People should frequently wash your hands with clean water and medicated soap. This helps you keep fresh and clean. Washing hands and improving hygiene is one of the best ways to fight the virus.
It is also wise the people stop having sex, in addition to existing advice not to shake hands or kiss. The WHO says men can still transmit the virus through their semen for up to seven weeks after recovering from Ebola.
Avoid shaking hands and giving hugs.
What precautions a health worker should take?
Carers should wear gloves and protective equipment, such as masks, and wash their hands regularly.
The World Health Organization warns against consuming raw bushmeat and any contact with infected bats or monkeys and apes. Fruit bats, in particular, are considered a delicacy in the area of Guinea where the outbreak started.
Health caretakers must wear surgical caps. The cap forms part of a protective hood covering the head and neck. It offers medical workers an added layer of protection, ensuring that they cannot touch any part of their face whilst in the treatment centre.
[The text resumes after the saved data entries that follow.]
// Filter chain - ordered spam filters with shared ignore, escalate and trust rules.
//
// The chain owns the spam-response protocol. Filters only judge; they never
// act on the platform directly (apart from the content filter's informational
// reaction, which runs after a full pass).

use crate::core::actions::audit_log::write_audit_log;
use crate::core::actions::{ActionScheduler, ModerationActions};
use crate::core::admin::{AdminCache, AdminRoster};
use crate::core::locale::{escape_markdown, render, Locale};
use crate::core::moderation::{
    ActionKind, FilterVerdict, MessageEvent, ModerationState, ResponsePolicy, StateStore,
};
use async_trait::async_trait;
use std::sync::Arc;

/// A single spam judge in the chain.
#[async_trait]
pub trait SpamFilter: Send + Sync {
    fn name(&self) -> &'static str;

    async fn check(&self, event: &MessageEvent) -> FilterVerdict;

    /// Called on every invoked filter once the whole chain passed.
    async fn on_chain_pass(&self, _event: &MessageEvent) {}

    /// Drop any per-message state kept since `check`. Always called.
    fn release(&self, _event: &MessageEvent) {}
}

#[derive(Debug, Clone, Copy, PartialEq, Eq)]
pub enum IgnoreReason {
    /// Membership notices and the like
    Unsupported,
    Trusted,
    NotModerated,
    Admin,
}

/// What `apply` did with an event. Informational only.
#[derive(Debug, Clone, PartialEq, Eq)]
pub enum ChainOutcome {
    Ignored(IgnoreReason),
    Spam { filter: &'static str, reason: String },
    Passed,
}

pub struct FilterChain<S: StateStore, R: AdminRoster> {
    filters: Vec<Box<dyn SpamFilter>>,
    state: Arc<ModerationState<S>>,
    admins: Arc<AdminCache<R>>,
    actions: Arc<dyn ModerationActions>,
    scheduler: Arc<dyn ActionScheduler>,
    policy: ResponsePolicy,
}

impl<S: StateStore, R: AdminRoster> FilterChain<S, R> {
    /// Build a chain. `filters` are evaluated in the given order.
    pub fn new(
        filters: Vec<Box<dyn SpamFilter>>,
        state: Arc<ModerationState<S>>,
        admins: Arc<AdminCache<R>>,
        actions: Arc<dyn ModerationActions>,
        scheduler: Arc<dyn ActionScheduler>,
        policy: ResponsePolicy,
    ) -> Self {
        tracing::info!(
            filters = ?filters.iter().map(|f| f.name()).collect::<Vec<_>>(),
            "Filter chain assembled"
        );
        Self {
            filters,
            state,
            admins,
            actions,
            scheduler,
            policy,
        }
    }

    async fn ignore_reason(&self, event: &MessageEvent) -> Option<IgnoreReason> {
        if event.is_membership_notice() {
            return Some(IgnoreReason::Unsupported);
        }
        if self.state.is_trusted(event.sender.id).await {
            return Some(IgnoreReason::Trusted);
        }
        if !self.state.is_chat_moderated(event.chat_id).await {
            return Some(IgnoreReason::NotModerated);
        }
        // Last: this is the only check that may hit the network.
        if self.admins.is_admin(event.sender.id, event.chat_id).await {
            return Some(IgnoreReason::Admin);
        }
        None
    }

    /// Run one event through the chain. Never fails; every error is logged.
    pub async fn apply(&self, event: &MessageEvent, locale: &Locale) -> ChainOutcome {
        if let Some(reason) = self.ignore_reason(event).await {
            tracing::debug!(
                chat_id = event.chat_id,
                user_id = event.sender.id,
                ?reason,
                "Event not eligible for moderation"
            );
            return ChainOutcome::Ignored(reason);
        }

        let mut invoked = 0;
        let mut outcome = ChainOutcome::Passed;
        for filter in &self.filters {
            invoked += 1;
            if let FilterVerdict::Spam { reason } = filter.check(event).await {
                tracing::info!(
                    chat_id = event.chat_id,
                    user_id = event.sender.id,
                    message_id = event.message_id,
                    filter = filter.name(),
                    %reason,
                    "Spam detected"
                );
                outcome = ChainOutcome::Spam {
                    filter: filter.name(),
                    reason,
                };
                break;
            }
        }

        let invoked = &self.filters[..invoked];
        match &outcome {
            ChainOutcome::Spam { reason, .. } => {
                self.respond_to_spam(event, reason, locale).await;
            }
            _ => {
                for filter in invoked {
                    filter.on_chain_pass(event).await;
                }
                self.promote(event).await;
            }
        }

        for filter in invoked {
            filter.release(event);
        }
        outcome
    }

    async fn promote(&self, event: &MessageEvent) {
        match self.state.trust(event.sender.id).await {
            Ok(true) => tracing::info!(
                chat_id = event.chat_id,
                user_id = event.sender.id,
                "User passed all filters and is now trusted"
            ),
            Ok(false) => {}
            Err(e) => tracing::error!(user_id = event.sender.id, "Failed to trust user: {}", e),
        }
    }

    /// Delete, restrict, notify, then schedule notice cleanup and the ban.
    async fn respond_to_spam(&self, event: &MessageEvent, reason: &str, locale: &Locale) {
        let chat_id = event.chat_id;
        let user_id = event.sender.id;

        if let Err(e) = self.actions.delete_message(chat_id, event.message_id).await {
            tracing::warn!(chat_id, message_id = event.message_id, "Failed to delete spam message: {}", e);
        }

        if let Err(e) = self.actions.restrict_member(chat_id, user_id).await {
            tracing::error!(chat_id, user_id, "Failed to restrict spammer: {}", e);
        }

        let notice = render(
            &locale.spam_restrict_notice,
            &[
                ("user", event.sender.mention()),
                ("reason", escape_markdown(reason)),
                ("ban_delay_min", (self.policy.ban_delay.as_secs() / 60).to_string()),
            ],
        );
        match self.actions.send_message(chat_id, &notice).await {
            Ok(sent) => {
                self.scheduler.schedule(
                    self.policy.notice_delete_delay,
                    ActionKind::DeleteMessage {
                        chat_id: sent.chat_id,
                        message_id: sent.message_id,
                    },
                );
            }
            Err(e) => tracing::error!(chat_id, "Failed to send restriction notice: {}", e),
        }

        let ban = self
            .scheduler
            .schedule(self.policy.ban_delay, ActionKind::BanMember { chat_id, user_id });
        tracing::info!(chat_id, user_id, fire_at = %ban.fire_at(), "Ban scheduled");

        let chat = event
            .chat_title
            .as_deref()
            .map(escape_markdown)
            .unwrap_or_else(|| chat_id.to_string());
        let entry = render(
            &locale.audit_log_spam_restricted,
            &[
                ("user", event.sender.mention()),
                ("user_id", user_id.to_string()),
                ("chat", chat),
                ("reason", escape_markdown(reason)),
            ],
        );
        write_audit_log(&self.state, self.actions.as_ref(), chat_id, &entry).await;
    }
}

// ============================================================================
// TESTS
// ============================================================================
Purchase Goggles, or eye visors, are used to provide cover to the eyes, protecting them from splashes. The goggles should be sprayed with an anti-fogging solution before being worn. On October 21, the US Centers for Disease Control and Prevention (CDC) announced stringent new guidelines for healthcare personnel who may be dealing with Ebola patients. In the new guidelines, health workers are advised to use a single-use disposable full face shield as goggles may not provide complete skin coverage.
Use a medical mask that covers the mouth to protect from sprays of blood or body fluids from patients. When wearing a respirator, the medical worker must tear this outer mask to allow the respirator through.
You must have a respirator. It is worn to protect the wearer from a patient’s coughs. According to guidelines from the medical charity Medecins Sans Frontieres (MSF), the respirator should be put on second, right after donning the overalls.
Medical scrubs help should be worn inside the overalls and the boots. This surgical scrub suit is a durable hospital clothing that absorbs liquid and is easily cleaned, is worn as a base layer underneath the overalls. It is normally tucked into rubber boots to ensure no skin is exposed.
ou should be covered in overalls. The overalls are placed on top of the scrubs. These suits are similar to hazardous material (hazmat) suits worn in toxic environments. The team member supervising the process should check that the equipment is not damaged.
A health worker should wear a minimum of two sets of gloves. When putting on the gloves, care must be taken to ensure that no skin is exposed and that they are worn in such a way that any fluid on the sleeve will run off the suit and glove. Medical workers must change gloves between patients, performing thorough hand hygiene before donning a new pair. Heavy-duty gloves are used whenever workers need to handle the infectious waste.
Place a waterproof apron is on top of the overalls as a final layer of protective clothing.
Ebola health workers should typically wear rubber boots, with the scrubs tucked into the footwear. If boots are unavailable, workers must wear closed, puncture and fluid-resistant shoes.
Fighting the fear and stigmatisation surrounding Ebola is one of the greatest challenges health workers face.